I also read that you can try to nicely "kill" it from the command line (no kill -9) so I ran

> kill 29033

This also did not work!

I thought perhaps all these problems were because tomcat was still active, so we shut down tomcat, and retried killing the specific query, but to no avail

At this point, I just wanted to restart the whole database server. Kind of a risky move... but I am sort of a risky kind of guy...(that is not a good thing with databases). If you are doing this, make backups! I didn't. Luckily I suffered no data loss but what follows is kind of intense.

So first, I try and stop the database service

> service postgresql-9.1 stop

Unfortunately, this [FAILED] ! And of course, even though it failed, the database is now unusable.

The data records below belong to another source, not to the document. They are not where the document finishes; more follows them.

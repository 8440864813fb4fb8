use std::fs;
use std::io;
use std::path::{Path, PathBuf};
use std::time::Duration;

use serde::Deserialize;
use thiserror::Error;

pub const PRIMARY_CONFIG_PATH: &str = "/etc/facegate/config.toml";
pub const SECONDARY_CONFIG_PATH: &str = "/usr/local/etc/facegate/config.toml";
pub const DEFAULT_DIRECTION_THRESHOLD: f64 = 40.0;
pub const DEFAULT_POLL_INTERVAL_MILLIS: u64 = 100;
pub const DEFAULT_DIRECTION_TIMEOUT_SECS: u64 = 60;
pub const DEFAULT_EXPRESSION_TIMEOUT_SECS: u64 = 60;
pub const DEFAULT_CAPTURE_TIMEOUT_SECS: u64 = 10;
pub const DEFAULT_BURST_INTERVAL_MILLIS: u64 = 1000;
pub const DEFAULT_BACKOFF_BASE_MILLIS: u64 = 50;
pub const DEFAULT_BACKOFF_MAX_MILLIS: u64 = 2000;
pub const DEFAULT_VIDEO_DEVICE: &str = "/dev/video0";
pub const DEFAULT_PIXEL_FORMAT: &str = "YUYV";
pub const DEFAULT_WARMUP_FRAMES: u32 = 0;
pub const DEFAULT_JITTERS: u32 = 1;
pub const DEFAULT_CAPTURE_DIR: &str = "captures/enroll";

/// On-disk form. Every key is optional.
#[derive(Debug, Clone, Deserialize, Default)]
pub struct ConfigFile {
    pub direction_threshold: Option<f64>,
    pub poll_interval_millis: Option<u64>,
    pub direction_timeout_secs: Option<u64>,
    pub expression_timeout_secs: Option<u64>,
    pub capture_timeout_secs: Option<u64>,
    /// Absent means the user may take as long as they like to choose.
    pub selection_timeout_secs: Option<u64>,
    pub burst_interval_millis: Option<u64>,
    pub backoff_base_millis: Option<u64>,
    pub backoff_max_millis: Option<u64>,
    pub video_device: Option<String>,
    pub pixel_format: Option<String>,
    pub warmup_frames: Option<u32>,
    pub jitters: Option<u32>,
    pub landmark_model: Option<PathBuf>,
    pub encoder_model: Option<PathBuf>,
    pub capture_dir: Option<PathBuf>,
}

#[derive(Debug, Clone, PartialEq)]
pub struct ResolvedConfig {
    pub direction_threshold: f64,
    pub poll_interval: Duration,
    pub direction_timeout: Duration,
    pub expression_timeout: Duration,
    pub capture_timeout: Duration,
    pub selection_timeout: Option<Duration>,
    pub burst_interval: Duration,
    pub backoff_base: Duration,
    pub backoff_max: Duration,
    pub video_device: String,
    pub pixel_format: String,
    pub warmup_frames: u32,
    pub jitters: u32,
    pub landmark_model: Option<PathBuf>,
    pub encoder_model: Option<PathBuf>,
    pub capture_dir: PathBuf,
}

fn at_least_one_second(secs: u64) -> Duration {
    Duration::from_secs(secs.max(1))
}

impl ResolvedConfig {
    pub fn from_raw(raw: ConfigFile) -> Self {
        let backoff_base = Duration::from_millis(
            raw.backoff_base_millis
                .unwrap_or(DEFAULT_BACKOFF_BASE_MILLIS)
                .max(1),
        );
        let backoff_max = Duration::from_millis(
            raw.backoff_max_millis.unwrap_or(DEFAULT_BACKOFF_MAX_MILLIS),
        )
        .max(backoff_base);

        Self {
            direction_threshold: raw
                .direction_threshold
                .unwrap_or(DEFAULT_DIRECTION_THRESHOLD),
            poll_interval: Duration::from_millis(
                raw.poll_interval_millis
                    .unwrap_or(DEFAULT_POLL_INTERVAL_MILLIS)
                    .max(1),
            ),
            direction_timeout: at_least_one_second(
                raw.direction_timeout_secs
                    .unwrap_or(DEFAULT_DIRECTION_TIMEOUT_SECS),
            ),
            expression_timeout: at_least_one_second(
                raw.expression_timeout_secs
                    .unwrap_or(DEFAULT_EXPRESSION_TIMEOUT_SECS),
            ),
            capture_timeout: at_least_one_second(
                raw.capture_timeout_secs
                    .unwrap_or(DEFAULT_CAPTURE_TIMEOUT_SECS),
            ),
            selection_timeout: raw.selection_timeout_secs.map(at_least_one_second),
            burst_interval: Duration::from_millis(
                raw.burst_interval_millis
                    .unwrap_or(DEFAULT_BURST_INTERVAL_MILLIS),
            ),
            backoff_base,
            backoff_max,
            video_device: raw
                .video_device
                .unwrap_or_else(|| DEFAULT_VIDEO_DEVICE.to_string()),
            pixel_format: raw
                .pixel_format
                .unwrap_or_else(|| DEFAULT_PIXEL_FORMAT.to_string()),
            warmup_frames: raw.warmup_frames.unwrap_or(DEFAULT_WARMUP_FRAMES),
            jitters: raw.jitters.unwrap_or(DEFAULT_JITTERS),
            landmark_model: raw.landmark_model,
            encoder_model: raw.encoder_model,
            capture_dir: raw
                .capture_dir
                .unwrap_or_else(|| PathBuf::from(DEFAULT_CAPTURE_DIR)),
        }
    }
}

impl Default for ResolvedConfig {
    fn default() -> Self {
        Self::from_raw(ConfigFile::default())
    }
}

#[derive(Debug, Clone)]
pub struct LoadedConfig {
    pub contents: ConfigFile,
    pub source: PathBuf,
}

impl LoadedConfig {
    pub fn source(&self) -> &Path {
        &self.source
    }
}

#[derive(Debug, Clone)]
pub struct ResolvedConfigWithSource {
    pub resolved: ResolvedConfig,
    pub source: Option<PathBuf>,
}

#[derive(Debug, Error)]
pub enum ConfigError {
    #[error("failed to read {path}: {source}")]
    Read {
        path: PathBuf,
        #[source]
        source: io::Error,
    },
    #[error("failed to parse {path}: {message}")]
    Parse { path: PathBuf, message: String },
}

impl ConfigError {
    pub fn path(&self) -> &Path {
        match self {
            ConfigError::Read { path, .. } | ConfigError::Parse { path, .. } => path,
        }
    }
}

pub fn default_paths() -> [PathBuf; 2] {
    [
        PathBuf::from(PRIMARY_CONFIG_PATH),
        PathBuf::from(SECONDARY_CONFIG_PATH),
    ]
}

pub fn load_resolved_config() -> Result<ResolvedConfigWithSource, ConfigError> {
    load_resolved_from_paths(&default_paths())
}

/// Parses the first path that exists. Missing files are skipped; any other
/// read failure stops the search.
pub fn load_from_paths(paths: &[PathBuf]) -> Result<Option<LoadedConfig>, ConfigError> {
    for path in paths {
        match fs::read_to_string(path) {
            Ok(contents) => {
                let parsed =
                    toml::from_str::<ConfigFile>(&contents).map_err(|err| ConfigError::Parse {
                        path: path.clone(),
                        message: err.to_string(),
                    })?;
                return Ok(Some(LoadedConfig {
                    contents: parsed,
                    source: path.clone(),
                }));
            }
            Err(err) if err.kind() == io::ErrorKind::NotFound => continue,
            Err(err) => {
                return Err(ConfigError::Read {
                    path: path.clone(),
                    source: err,
                })
            }
        }
    }

    Ok(None)
}

pub fn load_resolved_from_paths(
    paths: &[PathBuf],
) -> Result<ResolvedConfigWithSource, ConfigError> {
    Ok(match load_from_paths(paths)? {
        Some(entry) => ResolvedConfigWithSource {
            resolved: ResolvedConfig::from_raw(entry.contents),
            source: Some(entry.source),
        },
        None => ResolvedConfigWithSource {
            resolved: ResolvedConfig::default(),
            source: None,
        },
    })
}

No logging into it anymore, we have to go with the hard way now...

Looking at /etc/init.d/postgres-9.1 told me that the service stop command was effectively using something like this:

> pg_ctl -D /db/postgres/data -m fast stop

After some reading, I learned that you can try using a slightly different flag to restart it

> pg_ctl -D /db/postgres/data -m immediate  stop

I ran this and to my horror/surprise, it actually worked! At this point I decided to start postgresql back up again!

> service postgresql-9.1 start

The service start quickly returned a SUCCESS, which was great, but then I tried to start a psql console and the console froze on me! I could not even ctrl+c it!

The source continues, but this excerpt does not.